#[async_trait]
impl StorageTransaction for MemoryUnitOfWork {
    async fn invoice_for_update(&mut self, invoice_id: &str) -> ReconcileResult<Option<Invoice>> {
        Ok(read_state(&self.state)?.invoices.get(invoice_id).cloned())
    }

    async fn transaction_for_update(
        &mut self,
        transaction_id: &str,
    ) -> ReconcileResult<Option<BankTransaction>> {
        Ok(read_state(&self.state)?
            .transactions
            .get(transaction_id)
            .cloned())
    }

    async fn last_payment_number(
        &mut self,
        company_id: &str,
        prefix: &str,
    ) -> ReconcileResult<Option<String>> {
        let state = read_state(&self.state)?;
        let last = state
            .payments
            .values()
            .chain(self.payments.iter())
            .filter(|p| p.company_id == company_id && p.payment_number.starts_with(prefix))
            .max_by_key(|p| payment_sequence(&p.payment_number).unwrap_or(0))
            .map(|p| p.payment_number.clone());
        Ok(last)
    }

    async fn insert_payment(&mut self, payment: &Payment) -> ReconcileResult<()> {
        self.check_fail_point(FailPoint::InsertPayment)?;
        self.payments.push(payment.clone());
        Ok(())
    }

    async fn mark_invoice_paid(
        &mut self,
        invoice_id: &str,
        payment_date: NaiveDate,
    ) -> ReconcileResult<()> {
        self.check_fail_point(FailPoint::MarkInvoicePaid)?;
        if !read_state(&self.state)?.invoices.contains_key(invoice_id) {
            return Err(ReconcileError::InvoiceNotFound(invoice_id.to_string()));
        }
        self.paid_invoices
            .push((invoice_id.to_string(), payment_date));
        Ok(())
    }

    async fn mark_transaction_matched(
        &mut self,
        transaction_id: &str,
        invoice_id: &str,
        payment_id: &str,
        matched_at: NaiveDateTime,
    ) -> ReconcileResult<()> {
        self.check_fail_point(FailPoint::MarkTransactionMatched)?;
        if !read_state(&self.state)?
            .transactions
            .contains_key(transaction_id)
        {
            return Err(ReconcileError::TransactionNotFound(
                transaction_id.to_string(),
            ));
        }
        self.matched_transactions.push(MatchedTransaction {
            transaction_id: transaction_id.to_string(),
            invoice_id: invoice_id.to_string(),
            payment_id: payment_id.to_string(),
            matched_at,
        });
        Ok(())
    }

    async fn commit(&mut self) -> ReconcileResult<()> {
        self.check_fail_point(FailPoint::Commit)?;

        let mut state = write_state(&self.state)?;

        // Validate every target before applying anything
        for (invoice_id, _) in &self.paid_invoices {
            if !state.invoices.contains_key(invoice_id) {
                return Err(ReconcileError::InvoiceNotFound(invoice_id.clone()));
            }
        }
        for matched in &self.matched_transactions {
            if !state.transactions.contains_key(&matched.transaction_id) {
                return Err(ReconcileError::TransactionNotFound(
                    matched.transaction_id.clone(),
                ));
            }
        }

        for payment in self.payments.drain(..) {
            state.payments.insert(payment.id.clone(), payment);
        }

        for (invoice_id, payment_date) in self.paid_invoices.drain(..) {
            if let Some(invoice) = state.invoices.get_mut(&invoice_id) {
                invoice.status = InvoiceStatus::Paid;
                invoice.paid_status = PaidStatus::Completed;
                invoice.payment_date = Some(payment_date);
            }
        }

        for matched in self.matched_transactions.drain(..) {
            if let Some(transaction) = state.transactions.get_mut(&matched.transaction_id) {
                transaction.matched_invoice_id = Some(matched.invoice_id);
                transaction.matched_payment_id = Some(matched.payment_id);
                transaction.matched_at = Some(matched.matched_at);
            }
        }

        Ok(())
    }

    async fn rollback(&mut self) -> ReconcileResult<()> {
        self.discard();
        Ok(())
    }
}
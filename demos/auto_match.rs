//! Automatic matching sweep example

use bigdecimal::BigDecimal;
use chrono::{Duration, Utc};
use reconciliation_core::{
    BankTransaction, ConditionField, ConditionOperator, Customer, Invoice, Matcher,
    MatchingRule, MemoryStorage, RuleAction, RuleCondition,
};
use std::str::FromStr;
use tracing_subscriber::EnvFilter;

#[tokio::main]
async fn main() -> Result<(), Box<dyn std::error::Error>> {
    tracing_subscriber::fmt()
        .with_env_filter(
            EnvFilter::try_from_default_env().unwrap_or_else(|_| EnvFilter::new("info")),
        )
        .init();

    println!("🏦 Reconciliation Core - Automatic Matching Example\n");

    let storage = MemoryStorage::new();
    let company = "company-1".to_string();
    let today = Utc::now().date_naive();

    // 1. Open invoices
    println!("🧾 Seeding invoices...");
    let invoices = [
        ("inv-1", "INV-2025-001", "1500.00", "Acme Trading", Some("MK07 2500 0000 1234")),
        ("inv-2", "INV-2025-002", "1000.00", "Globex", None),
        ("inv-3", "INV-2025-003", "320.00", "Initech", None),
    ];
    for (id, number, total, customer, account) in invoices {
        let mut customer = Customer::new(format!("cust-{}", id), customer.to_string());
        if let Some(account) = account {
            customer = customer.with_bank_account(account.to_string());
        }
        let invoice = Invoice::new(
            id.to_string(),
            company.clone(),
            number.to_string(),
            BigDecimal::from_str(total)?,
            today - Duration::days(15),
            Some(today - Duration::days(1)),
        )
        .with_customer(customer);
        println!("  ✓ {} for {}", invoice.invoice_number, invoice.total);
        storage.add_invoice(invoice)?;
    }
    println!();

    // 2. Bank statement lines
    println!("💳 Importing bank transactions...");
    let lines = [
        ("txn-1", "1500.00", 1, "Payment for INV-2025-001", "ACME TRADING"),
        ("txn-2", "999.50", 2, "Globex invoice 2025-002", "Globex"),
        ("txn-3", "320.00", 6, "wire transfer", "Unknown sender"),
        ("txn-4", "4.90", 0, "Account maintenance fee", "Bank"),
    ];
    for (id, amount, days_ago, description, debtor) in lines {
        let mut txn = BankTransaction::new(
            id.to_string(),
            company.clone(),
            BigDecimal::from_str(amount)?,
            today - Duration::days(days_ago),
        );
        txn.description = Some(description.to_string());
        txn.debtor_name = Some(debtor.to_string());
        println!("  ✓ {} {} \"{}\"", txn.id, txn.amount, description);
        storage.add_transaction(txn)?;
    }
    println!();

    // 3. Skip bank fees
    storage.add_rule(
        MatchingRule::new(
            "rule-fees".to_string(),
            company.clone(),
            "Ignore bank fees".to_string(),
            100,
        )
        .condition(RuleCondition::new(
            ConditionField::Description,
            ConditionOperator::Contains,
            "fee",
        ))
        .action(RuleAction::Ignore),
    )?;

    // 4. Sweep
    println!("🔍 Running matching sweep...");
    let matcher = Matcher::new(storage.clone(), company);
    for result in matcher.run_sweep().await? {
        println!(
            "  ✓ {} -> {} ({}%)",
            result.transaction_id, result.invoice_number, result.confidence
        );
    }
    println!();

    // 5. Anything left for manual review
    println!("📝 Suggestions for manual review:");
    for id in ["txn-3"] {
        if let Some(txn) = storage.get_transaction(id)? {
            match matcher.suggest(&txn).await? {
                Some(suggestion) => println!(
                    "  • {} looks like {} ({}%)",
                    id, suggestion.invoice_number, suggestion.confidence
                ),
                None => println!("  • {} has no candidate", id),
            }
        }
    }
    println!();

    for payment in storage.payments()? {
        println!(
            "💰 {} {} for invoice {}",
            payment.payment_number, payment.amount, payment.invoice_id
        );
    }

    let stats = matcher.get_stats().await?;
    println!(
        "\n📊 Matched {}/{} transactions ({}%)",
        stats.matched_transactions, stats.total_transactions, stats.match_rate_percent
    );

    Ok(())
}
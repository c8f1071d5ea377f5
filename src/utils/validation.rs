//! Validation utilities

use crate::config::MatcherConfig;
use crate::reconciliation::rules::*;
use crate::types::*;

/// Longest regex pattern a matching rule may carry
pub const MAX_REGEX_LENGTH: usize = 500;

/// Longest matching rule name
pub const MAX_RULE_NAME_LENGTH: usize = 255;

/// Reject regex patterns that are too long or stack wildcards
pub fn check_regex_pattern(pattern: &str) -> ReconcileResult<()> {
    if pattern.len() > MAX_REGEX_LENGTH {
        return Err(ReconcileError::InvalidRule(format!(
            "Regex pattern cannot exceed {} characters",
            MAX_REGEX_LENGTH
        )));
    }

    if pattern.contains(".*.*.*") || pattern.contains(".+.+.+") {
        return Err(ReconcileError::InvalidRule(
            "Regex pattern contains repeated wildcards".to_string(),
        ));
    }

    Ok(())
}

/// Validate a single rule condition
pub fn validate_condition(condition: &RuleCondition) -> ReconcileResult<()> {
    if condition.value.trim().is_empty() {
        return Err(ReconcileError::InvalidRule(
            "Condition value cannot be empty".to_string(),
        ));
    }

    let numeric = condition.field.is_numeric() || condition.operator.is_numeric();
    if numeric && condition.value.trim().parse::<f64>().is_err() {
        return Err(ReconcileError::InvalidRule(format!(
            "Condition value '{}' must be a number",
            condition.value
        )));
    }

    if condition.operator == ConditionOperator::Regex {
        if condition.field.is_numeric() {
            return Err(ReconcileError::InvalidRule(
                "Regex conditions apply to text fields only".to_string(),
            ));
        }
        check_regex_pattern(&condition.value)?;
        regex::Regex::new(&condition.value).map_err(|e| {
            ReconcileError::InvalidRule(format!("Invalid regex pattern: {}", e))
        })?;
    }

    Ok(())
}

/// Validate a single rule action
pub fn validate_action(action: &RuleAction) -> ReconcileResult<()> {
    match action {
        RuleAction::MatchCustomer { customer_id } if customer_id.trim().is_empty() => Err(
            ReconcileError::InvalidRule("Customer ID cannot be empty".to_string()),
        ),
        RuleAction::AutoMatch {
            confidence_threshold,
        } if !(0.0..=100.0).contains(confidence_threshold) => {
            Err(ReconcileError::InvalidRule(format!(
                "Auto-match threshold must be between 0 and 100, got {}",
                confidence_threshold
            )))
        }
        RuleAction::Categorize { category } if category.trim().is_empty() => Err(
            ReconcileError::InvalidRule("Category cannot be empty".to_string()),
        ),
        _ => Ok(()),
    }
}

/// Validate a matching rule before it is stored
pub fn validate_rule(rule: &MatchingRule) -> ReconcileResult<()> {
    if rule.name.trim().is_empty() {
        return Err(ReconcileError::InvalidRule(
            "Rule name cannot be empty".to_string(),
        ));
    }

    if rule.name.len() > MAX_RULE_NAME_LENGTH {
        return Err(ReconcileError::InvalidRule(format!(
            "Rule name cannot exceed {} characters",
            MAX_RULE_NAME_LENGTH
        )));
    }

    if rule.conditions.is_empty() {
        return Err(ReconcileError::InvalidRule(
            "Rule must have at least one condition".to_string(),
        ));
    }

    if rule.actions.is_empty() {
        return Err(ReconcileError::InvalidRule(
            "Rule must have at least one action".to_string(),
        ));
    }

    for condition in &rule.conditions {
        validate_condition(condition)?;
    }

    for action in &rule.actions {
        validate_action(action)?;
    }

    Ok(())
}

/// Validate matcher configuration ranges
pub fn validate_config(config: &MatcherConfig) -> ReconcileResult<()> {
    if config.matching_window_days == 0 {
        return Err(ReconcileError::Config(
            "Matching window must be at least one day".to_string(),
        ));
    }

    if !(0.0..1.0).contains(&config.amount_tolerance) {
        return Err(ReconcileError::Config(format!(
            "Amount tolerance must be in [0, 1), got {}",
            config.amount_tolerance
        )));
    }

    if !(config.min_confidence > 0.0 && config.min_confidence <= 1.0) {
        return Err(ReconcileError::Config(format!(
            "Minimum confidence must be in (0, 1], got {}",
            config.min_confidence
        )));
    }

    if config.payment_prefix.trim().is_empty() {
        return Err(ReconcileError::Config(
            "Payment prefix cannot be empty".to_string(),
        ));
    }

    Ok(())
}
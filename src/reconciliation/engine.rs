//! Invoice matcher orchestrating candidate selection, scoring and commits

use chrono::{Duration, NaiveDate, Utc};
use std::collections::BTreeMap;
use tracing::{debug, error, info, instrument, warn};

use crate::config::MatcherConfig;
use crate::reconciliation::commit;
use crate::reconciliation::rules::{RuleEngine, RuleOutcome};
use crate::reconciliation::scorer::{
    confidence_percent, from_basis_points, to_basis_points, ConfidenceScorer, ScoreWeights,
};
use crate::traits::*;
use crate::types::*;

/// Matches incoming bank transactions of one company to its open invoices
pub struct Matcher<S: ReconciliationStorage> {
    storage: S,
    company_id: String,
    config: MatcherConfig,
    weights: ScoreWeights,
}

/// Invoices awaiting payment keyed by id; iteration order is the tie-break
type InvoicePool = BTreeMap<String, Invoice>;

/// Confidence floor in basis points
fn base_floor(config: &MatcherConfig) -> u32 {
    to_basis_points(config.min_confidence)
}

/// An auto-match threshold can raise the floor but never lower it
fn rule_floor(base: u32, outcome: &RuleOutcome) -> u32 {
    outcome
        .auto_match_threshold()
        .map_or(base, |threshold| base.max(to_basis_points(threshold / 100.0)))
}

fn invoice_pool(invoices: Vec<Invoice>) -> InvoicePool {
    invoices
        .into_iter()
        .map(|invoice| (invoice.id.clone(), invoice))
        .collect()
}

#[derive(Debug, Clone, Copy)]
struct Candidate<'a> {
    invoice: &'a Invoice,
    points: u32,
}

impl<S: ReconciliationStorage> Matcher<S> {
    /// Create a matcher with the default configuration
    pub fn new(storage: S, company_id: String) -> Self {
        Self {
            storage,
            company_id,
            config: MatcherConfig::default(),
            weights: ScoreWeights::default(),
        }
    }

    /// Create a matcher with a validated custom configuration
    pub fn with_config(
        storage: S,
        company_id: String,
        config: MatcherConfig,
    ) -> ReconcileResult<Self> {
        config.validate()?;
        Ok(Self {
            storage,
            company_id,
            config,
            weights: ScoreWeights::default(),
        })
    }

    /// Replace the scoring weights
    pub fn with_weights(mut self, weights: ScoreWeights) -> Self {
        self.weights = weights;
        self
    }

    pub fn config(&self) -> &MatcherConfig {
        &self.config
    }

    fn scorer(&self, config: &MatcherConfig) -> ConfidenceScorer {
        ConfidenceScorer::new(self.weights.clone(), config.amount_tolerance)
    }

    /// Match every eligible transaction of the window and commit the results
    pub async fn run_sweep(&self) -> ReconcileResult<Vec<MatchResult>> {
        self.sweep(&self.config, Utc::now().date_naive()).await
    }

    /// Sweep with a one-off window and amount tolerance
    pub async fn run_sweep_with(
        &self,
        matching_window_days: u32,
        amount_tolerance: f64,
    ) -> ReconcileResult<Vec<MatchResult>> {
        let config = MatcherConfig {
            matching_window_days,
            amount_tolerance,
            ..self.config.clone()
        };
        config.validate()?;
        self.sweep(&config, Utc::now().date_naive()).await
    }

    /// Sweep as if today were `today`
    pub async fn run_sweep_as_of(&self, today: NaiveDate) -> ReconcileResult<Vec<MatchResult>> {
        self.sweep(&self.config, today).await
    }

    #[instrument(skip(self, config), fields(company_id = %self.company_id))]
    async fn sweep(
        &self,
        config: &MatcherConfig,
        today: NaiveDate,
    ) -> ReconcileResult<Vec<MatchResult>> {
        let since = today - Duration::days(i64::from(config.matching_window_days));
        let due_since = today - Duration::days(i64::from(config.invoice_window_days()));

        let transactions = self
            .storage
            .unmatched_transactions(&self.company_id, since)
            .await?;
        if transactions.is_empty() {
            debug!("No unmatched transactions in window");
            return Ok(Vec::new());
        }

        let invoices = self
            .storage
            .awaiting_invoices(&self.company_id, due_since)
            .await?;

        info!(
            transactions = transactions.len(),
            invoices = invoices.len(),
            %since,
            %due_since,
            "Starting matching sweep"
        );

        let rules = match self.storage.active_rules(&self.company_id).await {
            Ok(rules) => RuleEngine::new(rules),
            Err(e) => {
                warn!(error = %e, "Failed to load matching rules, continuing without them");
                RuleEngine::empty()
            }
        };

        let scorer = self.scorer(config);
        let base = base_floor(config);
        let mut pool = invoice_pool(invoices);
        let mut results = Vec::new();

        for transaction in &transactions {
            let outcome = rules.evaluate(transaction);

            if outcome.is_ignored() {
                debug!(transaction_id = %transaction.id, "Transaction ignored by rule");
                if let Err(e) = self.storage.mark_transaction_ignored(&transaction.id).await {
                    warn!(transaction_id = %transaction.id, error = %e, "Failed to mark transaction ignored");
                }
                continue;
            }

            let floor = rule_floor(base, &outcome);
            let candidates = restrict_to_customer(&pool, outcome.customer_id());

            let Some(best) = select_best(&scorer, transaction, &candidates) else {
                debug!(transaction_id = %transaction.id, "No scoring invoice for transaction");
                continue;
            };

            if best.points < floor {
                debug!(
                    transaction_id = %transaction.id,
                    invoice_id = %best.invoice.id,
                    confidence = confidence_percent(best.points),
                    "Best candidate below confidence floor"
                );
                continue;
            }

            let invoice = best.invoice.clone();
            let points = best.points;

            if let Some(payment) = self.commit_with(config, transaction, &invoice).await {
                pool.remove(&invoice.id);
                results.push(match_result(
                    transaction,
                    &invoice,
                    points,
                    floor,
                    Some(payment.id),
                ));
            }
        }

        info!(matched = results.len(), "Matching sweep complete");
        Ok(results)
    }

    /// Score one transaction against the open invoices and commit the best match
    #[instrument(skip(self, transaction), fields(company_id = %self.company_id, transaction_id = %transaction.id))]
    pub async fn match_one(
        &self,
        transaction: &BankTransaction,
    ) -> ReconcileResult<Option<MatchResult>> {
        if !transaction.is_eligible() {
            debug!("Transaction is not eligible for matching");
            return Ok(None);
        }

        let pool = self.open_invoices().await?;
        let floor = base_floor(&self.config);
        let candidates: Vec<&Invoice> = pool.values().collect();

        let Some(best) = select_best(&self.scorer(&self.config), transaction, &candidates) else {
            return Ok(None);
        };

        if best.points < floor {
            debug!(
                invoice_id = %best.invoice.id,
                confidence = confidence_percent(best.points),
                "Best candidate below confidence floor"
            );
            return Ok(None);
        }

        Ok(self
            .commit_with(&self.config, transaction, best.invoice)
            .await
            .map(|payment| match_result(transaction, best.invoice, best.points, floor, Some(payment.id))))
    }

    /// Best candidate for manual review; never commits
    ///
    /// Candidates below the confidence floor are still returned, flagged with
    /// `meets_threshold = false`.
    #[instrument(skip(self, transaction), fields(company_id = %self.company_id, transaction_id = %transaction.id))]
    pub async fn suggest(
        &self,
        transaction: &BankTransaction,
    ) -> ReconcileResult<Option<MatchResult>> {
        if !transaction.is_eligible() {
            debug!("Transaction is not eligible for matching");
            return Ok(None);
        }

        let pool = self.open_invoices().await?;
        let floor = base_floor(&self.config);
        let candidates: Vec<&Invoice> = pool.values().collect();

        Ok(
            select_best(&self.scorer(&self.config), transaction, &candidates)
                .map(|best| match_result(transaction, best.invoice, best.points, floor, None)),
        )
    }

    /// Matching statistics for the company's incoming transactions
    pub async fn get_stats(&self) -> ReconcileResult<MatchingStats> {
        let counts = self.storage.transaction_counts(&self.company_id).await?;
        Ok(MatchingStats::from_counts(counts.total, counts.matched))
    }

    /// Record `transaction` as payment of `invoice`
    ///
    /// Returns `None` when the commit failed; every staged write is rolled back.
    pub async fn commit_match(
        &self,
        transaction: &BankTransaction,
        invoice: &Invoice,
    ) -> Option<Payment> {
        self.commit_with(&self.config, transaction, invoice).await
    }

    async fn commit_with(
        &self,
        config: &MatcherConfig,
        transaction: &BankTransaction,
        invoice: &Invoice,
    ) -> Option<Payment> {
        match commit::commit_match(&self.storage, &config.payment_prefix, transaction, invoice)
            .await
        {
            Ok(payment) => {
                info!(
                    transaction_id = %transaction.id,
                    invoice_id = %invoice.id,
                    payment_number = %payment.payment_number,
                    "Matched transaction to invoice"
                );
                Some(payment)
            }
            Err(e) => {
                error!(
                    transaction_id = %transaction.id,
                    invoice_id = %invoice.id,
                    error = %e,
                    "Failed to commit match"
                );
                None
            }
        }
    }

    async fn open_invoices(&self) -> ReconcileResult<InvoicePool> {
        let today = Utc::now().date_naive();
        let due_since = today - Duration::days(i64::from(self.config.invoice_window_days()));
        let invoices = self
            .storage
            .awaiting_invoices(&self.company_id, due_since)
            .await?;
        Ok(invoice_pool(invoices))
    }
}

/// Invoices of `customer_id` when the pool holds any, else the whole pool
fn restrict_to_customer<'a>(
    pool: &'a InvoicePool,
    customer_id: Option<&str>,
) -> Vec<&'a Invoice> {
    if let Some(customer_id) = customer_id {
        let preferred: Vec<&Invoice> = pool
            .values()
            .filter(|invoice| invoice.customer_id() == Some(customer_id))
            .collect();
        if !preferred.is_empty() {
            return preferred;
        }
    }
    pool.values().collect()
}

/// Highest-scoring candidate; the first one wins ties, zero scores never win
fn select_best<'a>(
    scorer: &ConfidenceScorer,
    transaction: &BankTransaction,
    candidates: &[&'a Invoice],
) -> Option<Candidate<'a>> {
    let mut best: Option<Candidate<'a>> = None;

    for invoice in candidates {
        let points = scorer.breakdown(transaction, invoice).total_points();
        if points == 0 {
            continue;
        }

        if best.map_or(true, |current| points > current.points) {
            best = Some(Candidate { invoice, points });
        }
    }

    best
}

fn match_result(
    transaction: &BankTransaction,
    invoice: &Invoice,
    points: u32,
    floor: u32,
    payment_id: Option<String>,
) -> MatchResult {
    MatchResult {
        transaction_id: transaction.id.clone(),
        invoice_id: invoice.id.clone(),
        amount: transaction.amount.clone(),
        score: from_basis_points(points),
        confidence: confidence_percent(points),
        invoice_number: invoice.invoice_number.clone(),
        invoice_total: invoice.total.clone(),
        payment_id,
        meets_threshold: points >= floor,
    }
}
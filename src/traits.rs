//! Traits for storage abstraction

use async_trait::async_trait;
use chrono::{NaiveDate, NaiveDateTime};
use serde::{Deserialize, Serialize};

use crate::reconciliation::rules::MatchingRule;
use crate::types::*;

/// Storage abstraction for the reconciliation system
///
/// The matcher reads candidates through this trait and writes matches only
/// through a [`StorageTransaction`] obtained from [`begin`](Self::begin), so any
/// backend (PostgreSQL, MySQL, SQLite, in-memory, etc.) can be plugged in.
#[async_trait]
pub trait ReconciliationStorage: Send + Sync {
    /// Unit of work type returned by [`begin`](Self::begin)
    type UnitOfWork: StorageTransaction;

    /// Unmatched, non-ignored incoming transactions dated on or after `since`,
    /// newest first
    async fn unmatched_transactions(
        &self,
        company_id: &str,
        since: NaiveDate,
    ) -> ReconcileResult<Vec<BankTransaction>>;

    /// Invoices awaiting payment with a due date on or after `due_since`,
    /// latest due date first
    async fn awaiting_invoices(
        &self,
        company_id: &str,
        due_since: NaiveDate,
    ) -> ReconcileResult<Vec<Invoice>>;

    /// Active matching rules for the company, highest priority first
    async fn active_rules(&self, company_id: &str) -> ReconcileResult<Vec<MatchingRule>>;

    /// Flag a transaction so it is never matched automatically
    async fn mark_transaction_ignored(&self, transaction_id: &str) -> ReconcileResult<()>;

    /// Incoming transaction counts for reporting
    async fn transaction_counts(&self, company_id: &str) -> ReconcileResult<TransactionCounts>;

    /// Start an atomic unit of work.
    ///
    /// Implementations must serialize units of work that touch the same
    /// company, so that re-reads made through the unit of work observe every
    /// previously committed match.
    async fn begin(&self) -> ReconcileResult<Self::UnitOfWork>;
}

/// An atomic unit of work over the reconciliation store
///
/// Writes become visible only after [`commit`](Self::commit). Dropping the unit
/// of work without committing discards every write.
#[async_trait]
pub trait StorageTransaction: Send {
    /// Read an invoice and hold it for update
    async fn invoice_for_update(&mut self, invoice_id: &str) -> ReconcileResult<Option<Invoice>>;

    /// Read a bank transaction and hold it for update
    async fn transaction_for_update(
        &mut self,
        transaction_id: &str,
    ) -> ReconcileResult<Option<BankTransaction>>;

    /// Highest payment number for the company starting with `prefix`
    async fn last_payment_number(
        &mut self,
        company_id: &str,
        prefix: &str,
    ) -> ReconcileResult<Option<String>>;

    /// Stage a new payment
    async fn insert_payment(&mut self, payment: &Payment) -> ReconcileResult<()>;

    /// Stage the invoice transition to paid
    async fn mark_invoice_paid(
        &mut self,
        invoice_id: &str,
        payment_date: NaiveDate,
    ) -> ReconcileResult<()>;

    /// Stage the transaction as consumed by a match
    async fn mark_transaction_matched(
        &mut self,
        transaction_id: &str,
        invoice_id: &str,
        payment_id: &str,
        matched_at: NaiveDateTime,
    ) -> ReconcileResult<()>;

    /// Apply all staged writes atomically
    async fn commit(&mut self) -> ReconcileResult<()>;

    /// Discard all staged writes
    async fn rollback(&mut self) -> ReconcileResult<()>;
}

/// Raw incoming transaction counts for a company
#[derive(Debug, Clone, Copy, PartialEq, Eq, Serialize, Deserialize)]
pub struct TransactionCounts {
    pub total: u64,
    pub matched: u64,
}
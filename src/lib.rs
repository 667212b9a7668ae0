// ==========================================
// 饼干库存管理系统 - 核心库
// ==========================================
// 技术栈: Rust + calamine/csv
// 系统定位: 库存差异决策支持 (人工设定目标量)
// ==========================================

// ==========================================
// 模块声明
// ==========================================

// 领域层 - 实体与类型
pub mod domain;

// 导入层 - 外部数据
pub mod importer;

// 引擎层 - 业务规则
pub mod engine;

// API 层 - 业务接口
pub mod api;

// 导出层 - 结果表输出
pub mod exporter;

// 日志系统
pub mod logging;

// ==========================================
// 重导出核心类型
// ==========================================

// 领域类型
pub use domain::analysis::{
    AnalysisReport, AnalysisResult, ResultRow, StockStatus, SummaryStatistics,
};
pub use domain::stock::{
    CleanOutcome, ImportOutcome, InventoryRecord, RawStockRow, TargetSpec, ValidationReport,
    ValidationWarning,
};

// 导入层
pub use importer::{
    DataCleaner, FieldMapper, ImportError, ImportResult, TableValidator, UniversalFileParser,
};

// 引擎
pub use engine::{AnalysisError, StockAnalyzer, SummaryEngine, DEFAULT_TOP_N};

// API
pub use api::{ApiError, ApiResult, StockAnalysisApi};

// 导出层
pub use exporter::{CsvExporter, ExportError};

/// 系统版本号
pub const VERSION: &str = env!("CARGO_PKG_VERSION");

________________________________________

■ YOUR INSTRUCTIONS
Give the number of lines in the records that contain the string "only", with no other output.

■ OUTPUT BELOW
3